O problema é o que era para ser exceção agora tornou-se regra e, pelo que se constata, agradou bastante alguns setores do Judiciário, onde já se intensifica rumores de que deve ser mantido – claro, em menor extensão –, como forma de “efetividade e racionalidade das despesas e dos trabalhos”.
O Poder Judiciário não é criador de leis ou regras, mesmo para determinar a implantação ou não de lockdown, função constitucionalmente garantida ao Executivo, nos limites legais e no interesse da sociedade. Entretanto, o que vimos no período de pandemia – além dos chefes de executivos buscando reconhecimento falso de salvadores do povo –, foi um desmedido ativismo judicial, olvidando que a implantação de suas decisões necessita de um conjunto de obrigações e articulação de várias áreas do governo, com ênfase na financeira e de pessoal.

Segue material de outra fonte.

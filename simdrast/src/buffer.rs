use checked::Checked;
use std::{fmt, sync::Arc};
use zerocopy::{AsBytes, FromBytes};

use crate::error::RenderError;

/// 16 bytes with the alignment shaders may rely on.
#[repr(C, align(16))]
#[derive(Clone, Copy, FromBytes, AsBytes)]
pub(crate) struct Chunk(pub [u8; 16]);

/// An immutable, shared, 16-byte aligned byte buffer holding vertex,
/// attribute, or index data.
///
/// Clones refer to the same storage. The storage's identity is used as the
/// key of the adjacency cache.
#[derive(Clone)]
pub struct DataBuffer {
    chunks: Arc<[Chunk]>,
    len: usize,
}

impl fmt::Debug for DataBuffer {
    fn fmt(&self, f: &mut fmt::Formatter<'_>) -> fmt::Result {
        f.debug_struct("DataBuffer")
            .field("ptr", &self.chunks.as_ptr())
            .field("len", &self.len)
            .finish()
    }
}

impl DataBuffer {
    pub fn from_bytes(bytes: &[u8]) -> Self {
        let mut chunks = vec![Chunk([0; 16]); (bytes.len() + 15) / 16];
        chunks.as_bytes_mut()[..bytes.len()].copy_from_slice(bytes);
        Self {
            chunks: chunks.into(),
            len: bytes.len(),
        }
    }

    /// Construct a `DataBuffer` from plain data, such as `[f32; 4]` or `u16`.
    pub fn from_slice<T: AsBytes>(data: &[T]) -> Self {
        Self::from_bytes(data.as_bytes())
    }

    pub fn len(&self) -> usize {
        self.len
    }

    pub fn is_empty(&self) -> bool {
        self.len == 0
    }

    pub fn as_bytes(&self) -> &[u8] {
        &self.chunks.as_bytes()[..self.len]
    }

    /// Get whether `self` and `other` share the same storage.
    pub fn ptr_eq(&self, other: &Self) -> bool {
        Arc::ptr_eq(&self.chunks, &other.chunks)
    }

    /// The identity of the storage.
    pub(crate) fn key(&self) -> usize {
        self.chunks.as_ptr() as usize
    }
}

/// A buffer binding: `count` elements of `stride` bytes starting at `offset`.
#[derive(Debug, Clone)]
pub(crate) struct BufferBinding {
    pub buffer: DataBuffer,
    pub offset: usize,
    pub stride: usize,
    pub count: usize,
}

impl BufferBinding {
    /// Validate the alignment and the range. `what` names the buffer kind in
    /// errors.
    pub fn new(
        buffer: &DataBuffer,
        offset: usize,
        stride: usize,
        count: usize,
        what: &'static str,
        misaligned: RenderError,
    ) -> Result<Self, RenderError> {
        if offset % 16 != 0 || stride % 16 != 0 {
            return Err(misaligned);
        }
        let end = Checked::from(stride) * count + offset;
        let end = end.ok_or(RenderError::BufferOutOfRange(what))?;
        if end > buffer.len() {
            return Err(RenderError::BufferOutOfRange(what));
        }
        Ok(Self {
            buffer: buffer.clone(),
            offset,
            stride,
            count,
        })
    }

    /// The bytes of the elements `range`.
    pub fn elements(&self, range: std::ops::Range<usize>) -> &[u8] {
        let bytes = self.buffer.as_bytes();
        &bytes[self.offset + range.start * self.stride..self.offset + range.end * self.stride]
    }

    /// The bytes of the element `i`.
    pub fn element(&self, i: usize) -> &[u8] {
        self.elements(i..i + 1)
    }
}

/// The size of index buffer elements.
#[derive(Debug, Clone, Copy, PartialEq, Eq, Hash)]
pub enum IndexWidth {
    U8,
    U16,
    U32,
}

impl IndexWidth {
    /// Get the `IndexWidth` for an element size in bytes.
    pub fn from_size(size: usize) -> Result<Self, RenderError> {
        match size {
            1 => Ok(IndexWidth::U8),
            2 => Ok(IndexWidth::U16),
            4 => Ok(IndexWidth::U32),
            _ => Err(RenderError::InvalidIndexBufferStride(size)),
        }
    }

    pub fn size(self) -> usize {
        match self {
            IndexWidth::U8 => 1,
            IndexWidth::U16 => 2,
            IndexWidth::U32 => 4,
        }
    }
}

/// A bound index buffer.
#[derive(Debug, Clone)]
pub(crate) struct IndexBuffer {
    pub buffer: DataBuffer,
    pub offset: usize,
    pub width: IndexWidth,
    /// The number of indices.
    pub count: usize,
}

impl IndexBuffer {
    pub fn new(
        buffer: &DataBuffer,
        offset: usize,
        size: usize,
        count: usize,
    ) -> Result<Self, RenderError> {
        let width = IndexWidth::from_size(size)?;
        let end = Checked::from(count) * size + offset;
        let end = end.ok_or(RenderError::BufferOutOfRange("index"))?;
        if end > buffer.len() {
            return Err(RenderError::BufferOutOfRange("index"));
        }
        Ok(Self {
            buffer: buffer.clone(),
            offset,
            width,
            count,
        })
    }

    #[inline]
    pub fn get(&self, i: usize) -> u32 {
        let bytes = &self.buffer.as_bytes()[self.offset..];
        match self.width {
            IndexWidth::U8 => bytes[i] as u32,
            IndexWidth::U16 => {
                let b = &bytes[i * 2..i * 2 + 2];
                u16::from_ne_bytes([b[0], b[1]]) as u32
            }
            IndexWidth::U32 => {
                let b = &bytes[i * 4..i * 4 + 4];
                u32::from_ne_bytes([b[0], b[1], b[2], b[3]])
            }
        }
    }

    /// Decode every index. Used for adjacency generation.
    pub fn to_vec(&self) -> Vec<u32> {
        (0..self.count).map(|i| self.get(i)).collect()
    }
}

/// Where the vertex indices of triangles come from.
#[derive(Debug, Clone)]
pub(crate) enum IndexSource {
    /// Every three consecutive vertices form a triangle.
    List { num_vertices: usize },
    Indexed(IndexBuffer),
}

impl IndexSource {
    pub fn num_triangles(&self) -> usize {
        match self {
            IndexSource::List { num_vertices } => num_vertices / 3,
            IndexSource::Indexed(ib) => ib.count / 3,
        }
    }

    /// The vertex indices of the triangle `i`.
    #[inline]
    pub fn triangle(&self, i: usize) -> [usize; 3] {
        match self {
            IndexSource::List { .. } => [i * 3, i * 3 + 1, i * 3 + 2],
            IndexSource::Indexed(ib) => [
                ib.get(i * 3) as usize,
                ib.get(i * 3 + 1) as usize,
                ib.get(i * 3 + 2) as usize,
            ],
        }
    }
}

#[cfg(test)]
mod tests {
    use super::*;

    #[test]
    fn alignment() {
        let buf = DataBuffer::from_slice(&[1u8, 2, 3]);
        assert_eq!(buf.as_bytes().as_ptr() as usize % 16, 0);
        assert_eq!(buf.as_bytes(), &[1, 2, 3]);
    }

    #[test]
    fn identity() {
        let a = DataBuffer::from_slice(&[0u32; 4]);
        let b = DataBuffer::from_slice(&[0u32; 4]);
        assert!(a.ptr_eq(&a.clone()));
        assert!(!a.ptr_eq(&b));
        assert_ne!(a.key(), b.key());
    }

    #[test]
    fn index_widths() {
        let data = DataBuffer::from_slice(&[0x0201u16, 0x0403, 0x0605]);
        let ib = IndexBuffer::new(&data, 0, 2, 3).unwrap();
        assert_eq!(ib.to_vec(), vec![0x0201, 0x0403, 0x0605]);

        let ib = IndexBuffer::new(&data, 0, 1, 6).unwrap();
        assert_eq!(ib.get(0), 1);

        assert_eq!(
            IndexBuffer::new(&data, 0, 3, 1).unwrap_err(),
            RenderError::InvalidIndexBufferStride(3)
        );
        assert_eq!(
            IndexBuffer::new(&data, 0, 4, 2).unwrap_err(),
            RenderError::BufferOutOfRange("index")
        );
    }

    #[test]
    fn binding_validation() {
        let data = DataBuffer::from_slice(&[[0.0f32; 4]; 4]);
        let e = RenderError::InvalidVertexBufferAlignment;
        assert!(BufferBinding::new(&data, 0, 16, 4, "vertex", e.clone()).is_ok());
        assert_eq!(
            BufferBinding::new(&data, 8, 16, 1, "vertex", e.clone()).unwrap_err(),
            e
        );
        assert_eq!(
            BufferBinding::new(&data, 0, 16, 5, "vertex", e.clone()).unwrap_err(),
            RenderError::BufferOutOfRange("vertex")
        );
    }
}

O pior é que não se atentaram que a decisão do Poder Judiciário retira do Poder Executivo diversas responsabilidades inseridas em lei, podendo alegar que “estava apenas cumprindo ordem judicial”, quando futuramente cobradas as responsabilidades.
O Judiciário deve adotar a “autocontenção judicial” e reconhecer que as políticas públicas, como o lockdown, somente devem ser estabelecidas pelo Poder Executivo em suas diversas áreas de competência. Ao mesmo, buscar formas de agilização dos processos e oferecer ao jurisdicionado decisões rápidas, jurisprudência uniforme e, o mais breve possível e com as cautelas necessárias, o retorno ao atendimento presencial.
Por fim, registremos que o lockdown é medida excepcional, contudo, se decretado, deve ser obedecido. Não se pode invocar “Estado de Direito” descumprindo as normas postas, ainda que não concorde com elas ou tenha ressalvas.